Dijkstra’s algorithm

狄克斯特拉算法包含4个步骤
(1) 找出最便宜的节点,即可在最短时间内前往的节点。
(2) 对于该节点的邻居,检查是否有前往它们的更短路径,如果有,就更新其开销。
(3) 重复这个过程,直到对图中的每个节点都这样做了。
(4) 计算最终路径。

只适用于有向无环图

关键理念:找出图中最便宜的节点,并确保没有到该节点的更便宜的路径!
不能处理负权边 

  1. #节点之间的邻居关系,单向的
  2. graph = {}
  3. graph["start"] = {}
  4. graph["start"]["a"] = 6
  5. graph["start"]["b"] = 2
  6. graph["a"] = {}
  7. graph["a"]["finish"] = 1
  8. graph["b"] = {}
  9. graph["b"]["a"] = 3
  10. graph["b"]["finish"] = 5
  11. #节点的消耗
  12. infinity = float("inf")
  13. costs = {}
  14. costs["a"] = 6
  15. costs["b"] = 2
  16. costs["finish"] = infinity
  17. #保存父节点,路径图
  18. parents = {}
  19. parents["a"] = "start"
  20. parents["b"] = "start"
  21. parents["finish"] = None
  22. processed = []
  23. def find_lowest_cost_node(costs):
  24.     lowest_cost = float("inf")
  25.     lowest_cost_node = None
  26.     for node in costs:
  27.         if costs[node] < lowest_cost and node not in processed:
  28.             lowest_cost = costs[node]

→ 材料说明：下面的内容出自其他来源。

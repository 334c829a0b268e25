#![warn(clippy::pedantic)]
#![expect(clippy::module_name_repetitions)]
#![expect(clippy::must_use_candidate)]
#![expect(clippy::return_self_not_must_use)]
#![expect(clippy::missing_panics_doc)]
#![expect(clippy::missing_errors_doc)]

pub mod error;
pub mod numbers;
pub mod sym_expr;
pub mod sympify;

  29.             lowest_cost_node = node
  30.     return lowest_cost_node
  31. def find_path():
  32.     node = find_lowest_cost_node(costs)

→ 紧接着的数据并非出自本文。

use std::cmp::Ordering;

use expect_test::expect;
use symnum::error::NumberError;
use symnum::numbers::{Assumptions, Number, Real};
use symnum::sym_expr::{Expr, ExprKind};
use symnum::sympify::sympify;

fn rat(n: i64, d: i64) -> Number {
    Number::rational(n, d).unwrap()
}

#[test]
fn rationals_are_stored_in_lowest_terms() {
    assert_eq!(rat(2, -4), rat(-1, 2));
    assert_eq!(rat(6, 3), Number::int(2));
    for k in [-5i64, -1, 2, 7] {
        assert_eq!(rat(3 * k, 4 * k), rat(3, 4));
    }
    match rat(-3, 4) {
        Number::Rational(r) => {
            assert_eq!(r.numer().cmp0(), Ordering::Less);
            assert_eq!(r.denom().cmp0(), Ordering::Greater);
        }
        n => panic!("expected a rational, got {n:?}"),
    }
}

#[test]
fn denominator_one_collapses_to_integer() {
    assert!(matches!(rat(8, 2), Number::Integer(_)));
    assert!(matches!(rat(0, 5), Number::Integer(_)));
}

#[test]
fn exact_division_loses_no_precision() {
    let values = [rat(3, 7), rat(-2, 5), Number::int(4), rat(9, 4)];
    for a in &values {
        for b in &values {
            let quotient = a.div(b).unwrap();
            assert_eq!(&quotient * b, *a, "({a}) / ({b}) * ({b})");
        }
    }
}

#[test]
fn mixing_with_an_approximate_operand_promotes() {
    let a = rat(1, 3);
    let b = Real::from_f64(0.25);
    let sum = &a + &Number::Real(b.clone());
    assert!(matches!(sum, Number::Real(_)));
    assert_eq!(sum, Number::Real(&a.evalf() + &b));
}

#[test]
fn equal_exact_values_share_one_instance() {
    assert!(Number::int(5).ptr_eq(&Number::int(5)));
    assert!(Number::int(7_000_000_000i64).ptr_eq(&Number::int(7_000_000_000i64)));
    assert!(rat(3, 4).ptr_eq(&rat(3, 4)));
    assert!(!Number::int(5).ptr_eq(&Number::int(6)));
}

#[test]
fn comparison_agrees_with_exact_subtraction() {
    let values = [rat(-7, 3), Number::int(-2), Number::int(0), rat(1, 2), Number::int(2), rat(9, 4)];
    for a in &values {
        for b in &values {
            let expected = (a - b).cmp0();
            assert_eq!(a.compare(b), expected, "compare({a}, {b})");
        }
    }
}

#[test]
fn zero_denominators_and_zero_divisors_are_rejected() {
    assert_eq!(Number::rational(3, 0), Err(NumberError::InvalidDenominator));
    assert_eq!(rat(1, 2).div(&Number::int(0)), Err(NumberError::DivisionByZero));
    assert_eq!(
        Number::int(0).pow(&Number::int(-1)),
        Err(NumberError::DivisionByZero)
    );
    assert_eq!(
        Number::from_f64(1.5).div(&Number::from_f64(0.0)),
        Err(NumberError::DivisionByZero)
    );
}

#[test]
fn negative_integer_powers_of_rationals_stay_exact() {
    assert_eq!(rat(2, 3).pow(&Number::int(-2)).unwrap(), rat(9, 4));
    assert_eq!(Number::int(2).pow(&Number::int(10)).unwrap(), Number::int(1024));
    assert_eq!(rat(1, 2).pow(&Number::int(0)).unwrap(), Number::int(1));
}

#[test]
fn out_of_range_exponents_fall_back_to_approximate() {
    let huge = Number::int(2).pow(&Number::int(5_000_000_000i64)).unwrap();
    assert!(matches!(huge, Number::Real(_)));
    assert_eq!(huge.is_finite(), Some(false));
}

#[test]
fn fractional_exponents_promote() {
    let root = Number::int(4).pow(&rat(1, 2)).unwrap();
    assert!(matches!(root, Number::Real(_)));
    assert!((root.to_f64() - 2.0).abs() < 1e-12);
}

#[test]
fn sympified_rational_sum_folds_to_the_canonical_integer() {
    let sum = sympify("3/4").unwrap() + sympify("1/4").unwrap();
    let n = sum.as_number().expect("numeric result");
    assert!(n.ptr_eq(&Number::one()));
}

#[test]
fn sympified_decimal_plus_rational_is_approximate() {
    let sum = sympify("2.5").unwrap() + sympify("1/2").unwrap();
    let n = sum.as_number().expect("numeric result");
    assert!(matches!(n, Number::Real(_)));
    assert!((n.to_f64() - 3.0).abs() < 1e-12);
}

#[test]
fn sympify_accepts_the_literal_grammar() {
    assert_eq!(sympify(" -12 ").unwrap(), Expr::number(Number::int(-12)));
    assert_eq!(sympify("+3/9").unwrap(), Expr::number(rat(1, 3)));
    assert!(sympify("1e3").unwrap().as_number().is_some());
    assert!(sympify(".5").unwrap().as_number().is_some());
    assert!((sympify("2.5e-1").unwrap().as_number().unwrap().to_f64() - 0.25).abs() < 1e-12);
}

#[test]
fn sympify_rejects_everything_else() {
    for bad in ["five", "1.2.3", "", "2x", "--3", "1/ 2"] {
        assert!(
            matches!(sympify(bad), Err(NumberError::UnrecognizedNumericLiteral(_))),
            "sympify({bad:?})"
        );
    }
    assert_eq!(sympify("1/0"), Err(NumberError::InvalidDenominator));
}

#[test]
fn imaginary_literals_hand_off_to_the_symbolic_layer() {
    let z = sympify("3i").unwrap();
    match z.kind() {
        ExprKind::Mul(coefficient, unit) => {
            assert_eq!(coefficient.as_number(), Some(&Number::int(3)));
            assert_eq!(*unit, Expr::imaginary_unit());
        }
        k => panic!("expected a deferred product, got {k:?}"),
    }
    assert!(sympify("2.5j").unwrap().as_number().is_none());
    assert_eq!(sympify("1i").unwrap(), Expr::imaginary_unit());
}

#[test]
fn symbolic_operands_defer_instead_of_failing() {
    let x = Expr::symbol("x");
    assert_eq!(sympify(&x).unwrap(), x);

    let sum = &x + &sympify(2).unwrap();
    assert!(matches!(sum.kind(), ExprKind::Add(..)));

    // numeric fast paths on deferred constructors
    assert_eq!(&x * &Expr::one(), x);
    assert!((&x * &Expr::zero()).is_zero() == Some(true));
    assert_eq!(x.pow(&Expr::zero()).unwrap(), Expr::one());
    assert_eq!(x.pow(&Expr::one()).unwrap(), x);

    assert_eq!(x.div(&Expr::zero()), Err(NumberError::DivisionByZero));
    let quotient = x.div(&sympify(2).unwrap()).unwrap();
    assert!(matches!(quotient.kind(), ExprKind::Mul(..)));
}

#[test]
fn incomparable_kinds_report_none() {
    let x = Expr::symbol("x");
    let two = sympify(2).unwrap();
    assert_eq!(x.compare(&two), None);
    assert_eq!(x.compare(&Expr::symbol("y")), Some(Ordering::Less));
    assert_eq!(two.compare(&sympify("9/4").unwrap()), Some(Ordering::Less));
}

#[test]
fn nan_is_incomparable_and_of_unknown_sign() {
    let nan = Number::from_f64(f64::NAN);
    assert_eq!(nan.compare(&Number::int(0)), None);
    assert_eq!(nan.is_positive(), None);
    assert_eq!(nan.is_real(), None);
    assert_eq!(nan.is_finite(), Some(false));
}

#[test]
fn flags_are_definite_on_exact_values_and_guarded_on_reals() {
    let four = Number::int(4);
    assert_eq!(four.is_integer(), Some(true));
    assert_eq!(four.is_even(), Some(true));
    assert_eq!(four.is_odd(), Some(false));
    assert_eq!(four.is_positive(), Some(true));
    assert_eq!(four.is_nonnegative(), Some(true));

    let half = rat(1, 2);
    assert_eq!(half.is_integer(), Some(false));
    assert_eq!(half.is_rational(), Some(true));
    assert_eq!(half.is_even(), Some(false));

    let approx = Number::from_f64(2.5);
    assert_eq!(approx.is_integer(), None);
    assert_eq!(approx.is_rational(), None);
    assert_eq!(approx.is_real(), Some(true));
    assert_eq!(approx.is_finite(), Some(true));

    assert_eq!(Number::int(0).is_nonnegative(), Some(true));
    assert_eq!(Number::int(-2).is_nonnegative(), Some(false));

    let x = Expr::symbol("x");
    assert_eq!(x.is_zero(), None);
    assert_eq!(x.is_commutative(), Some(true));
    let sum = &x + &Expr::one();
    assert_eq!(sum.is_commutative(), Some(true));
}

#[test]
fn exact_display_round_trips_through_sympify() {
    for n in [Number::int(5), Number::int(-12), rat(-3, 4), rat(22, 7)] {
        let round_tripped = sympify(n.to_string()).unwrap();
        assert_eq!(round_tripped, Expr::number(n));
    }
}

#[test]
fn constructor_forms_are_stable() {
    expect![[r#"Integer(5)"#]].assert_eq(&format!("{:?}", Number::int(5)));
    expect![[r#"Rational(-3, 4)"#]].assert_eq(&format!("{:?}", rat(-3, 4)));
    let x = Expr::symbol("x");
    let e = (&x + &sympify(2).unwrap()).pow(&Expr::symbol("y")).unwrap();
    expect![[r#"Pow(Add(Symbol("x"), Integer(2)), Symbol("y"))"#]].assert_eq(&format!("{e:?}"));
    expect![[r#"(x + 2)^y"#]].assert_eq(&e.to_string());
}

#[test]
fn concurrent_construction_publishes_one_instance() {
    let numbers: Vec<Number> = std::thread::scope(|scope| {
        (0..8)
            .map(|_| scope.spawn(|| Number::int(987_654_321)))
            .collect::<Vec<_>>()
            .into_iter()
            .map(|handle| handle.join().unwrap())
            .collect()
    });
    for n in &numbers[1..] {
        assert!(n.ptr_eq(&numbers[0]));
    }
}

#[test]
fn evalf_is_idempotent() {
    let half = rat(1, 2);
    let once = half.evalf();
    let twice = Number::Real(once.clone()).evalf();
    assert!(once.ptr_eq(&twice));
    assert_eq!(once.to_f64(), 0.5);
}

#[test]
fn working_precision_is_set_once_per_thread() {
    std::thread::scope(|scope| {
        scope
            .spawn(|| {
                assert_eq!(symnum::numbers::precision(), symnum::numbers::DEFAULT_PRECISION);
                assert!(symnum::numbers::set_precision(100));
                assert!(!symnum::numbers::set_precision(200));
                assert_eq!(rat(1, 3).evalf().prec(), 100);
            })
            .join()
            .unwrap();
    });
}

#[test]
fn numeric_wrappers_expose_zero_and_one() {
    use num_traits::{One, Zero};
    use symnum::numbers::Integer;

    assert!(Integer::zero().is_zero());
    assert!(Integer::one().is_one());
    assert!(Integer::zero().ptr_eq(&Integer::new(0)));
    assert!(Real::zero().is_zero());
    assert!(Real::one().is_one());
}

  33.     while node is not None:
  34.         cost = costs[node]
  35.         if node not in graph:
  36.             processed.append(node)
  37.             node = find_lowest_cost_node(costs)

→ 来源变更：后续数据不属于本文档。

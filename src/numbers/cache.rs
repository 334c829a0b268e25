use std::hash::BuildHasherDefault;
use std::sync::{Arc, OnceLock};

use dashmap::DashMap;
use rustc_hash::FxHasher;

type FxDashMap<K, V> = DashMap<K, V, BuildHasherDefault<FxHasher>>;

// Process-wide canonical instance tables. Entries are never mutated or
// evicted; numeric literal cardinality is bounded by session size.
static INTEGERS: OnceLock<FxDashMap<rug::Integer, Arc<rug::Integer>>> = OnceLock::new();
static RATIONALS: OnceLock<FxDashMap<rug::Rational, Arc<rug::Rational>>> = OnceLock::new();
static SYMBOLS: OnceLock<FxDashMap<Box<str>, Arc<str>>> = OnceLock::new();

/// Insert-if-absent: at most one instance per value is ever published.
/// A losing concurrent writer drops its freshly built allocation.
pub(crate) fn intern_integer(value: rug::Integer) -> Arc<rug::Integer> {
    let table = INTEGERS.get_or_init(FxDashMap::default);
    if let Some(hit) = table.get(&value) {
        return Arc::clone(&hit);
    }
    let entry = table
        .entry(value.clone())
        .or_insert_with(|| Arc::new(value));
    Arc::clone(&entry)
}

pub(crate) fn intern_rational(value: rug::Rational) -> Arc<rug::Rational> {
    let table = RATIONALS.get_or_init(FxDashMap::default);
    if let Some(hit) = table.get(&value) {
        return Arc::clone(&hit);
    }
    let entry = table
        .entry(value.clone())
        .or_insert_with(|| Arc::new(value));
    Arc::clone(&entry)
}

pub(crate) fn intern_symbol(name: &str) -> Arc<str> {
    let table = SYMBOLS.get_or_init(FxDashMap::default);
    if let Some(hit) = table.get(name) {
        return Arc::clone(&hit);
    }
    let entry = table
        .entry(Box::from(name))
        .or_insert_with(|| Arc::from(name));
    Arc::clone(&entry)
}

  38.             continue
  39.         neightbors = graph[node]
  40.         for n in neightbors.keys():
  41.             new_cost = cost + neightbors[n]
  42.             if new_cost < costs[n]:
  43.                 costs[n] = new_cost
  44.                 parents[n] = node
  45.         processed.append(node)
  46.         node = find_lowest_cost_node(costs)
  47. find_path()
  48. print(parents)